* [Given data]:
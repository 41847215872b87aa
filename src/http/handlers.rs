//! Route handlers.
//!
//! `/env` and `/system` serve documents captured at startup, `/fail` and
//! `/crash` inject faults, and every other path is reflected.

use axum::{
    body::Body,
    extract::State,
    http::{Request, StatusCode},
    response::{Html, IntoResponse},
};

use crate::echo::{reflect_request, EchoError, EchoReply, JsonDocument};
use crate::http::request::RequestIdExt;
use crate::http::server::AppState;
use crate::info::{EnvSnapshot, SystemInfo};

/// Body returned by `/fail`.
pub const FAIL_BODY: &str = "Intentional failure";

/// Reflect the request back as an [`EchoReply`].
pub async fn echo(
    State(state): State<AppState>,
    request: Request<Body>,
) -> Result<JsonDocument<EchoReply>, EchoError> {
    tracing::debug!(
        request_id = request.request_id().unwrap_or("unknown"),
        method = %request.method(),
        uri = %request.uri(),
        "Reflecting request"
    );

    let reply = reflect_request(request, state.body_limit).await?;
    Ok(JsonDocument(reply))
}

pub async fn env(State(state): State<AppState>) -> JsonDocument<EnvSnapshot> {
    JsonDocument(state.env.as_ref().clone())
}

pub async fn system(State(state): State<AppState>) -> JsonDocument<SystemInfo> {
    JsonDocument(state.system.as_ref().clone())
}

pub async fn hi() -> Html<&'static str> {
    Html("<h1>Hello you!</h1>")
}

/// Always answers 400 with a fixed plain-text body.
pub async fn fail() -> impl IntoResponse {
    (StatusCode::BAD_REQUEST, FAIL_BODY)
}

/// Always fails with [`EchoError::Crash`].
pub async fn crash() -> Result<StatusCode, EchoError> {
    Err(EchoError::Crash("intentional crash".to_string()))
}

* [Required action]: The whole of the data is to be returned with every line intact.

* [Solved problem]:
repository 41847215872b87aa
filename src/http/handlers.rs
//! Route handlers.
//!
//! `/env` and `/system` serve documents captured at startup, `/fail` and
//! `/crash` inject faults, and every other path is reflected.

use axum::{
    body::Body,
    extract::State,
    http::{Request, StatusCode},
    response::{Html, IntoResponse},
};

use crate::echo::{reflect_request, EchoError, EchoReply, JsonDocument};
use crate::http::request::RequestIdExt;
use crate::http::server::AppState;
use crate::info::{EnvSnapshot, SystemInfo};

/// Body returned by `/fail`.
pub const FAIL_BODY: &str = "Intentional failure";

/// Reflect the request back as an [`EchoReply`].
pub async fn echo(
    State(state): State<AppState>,
    request: Request<Body>,
) -> Result<JsonDocument<EchoReply>, EchoError> {
    tracing::debug!(
        request_id = request.request_id().unwrap_or("unknown"),
        method = %request.method(),
        uri = %request.uri(),
        "Reflecting request"
    );

    let reply = reflect_request(request, state.body_limit).await?;
    Ok(JsonDocument(reply))
}

pub async fn env(State(state): State<AppState>) -> JsonDocument<EnvSnapshot> {
    JsonDocument(state.env.as_ref().clone())
}

pub async fn system(State(state): State<AppState>) -> JsonDocument<SystemInfo> {
    JsonDocument(state.system.as_ref().clone())
}

pub async fn hi() -> Html<&'static str> {
    Html("<h1>Hello you!</h1>")
}

/// Always answers 400 with a fixed plain-text body.
pub async fn fail() -> impl IntoResponse {
    (StatusCode::BAD_REQUEST, FAIL_BODY)
}

/// Always fails with [`EchoError::Crash`].
pub async fn crash() -> Result<StatusCode, EchoError> {
    Err(EchoError::Crash("intentional crash".to_string()))
}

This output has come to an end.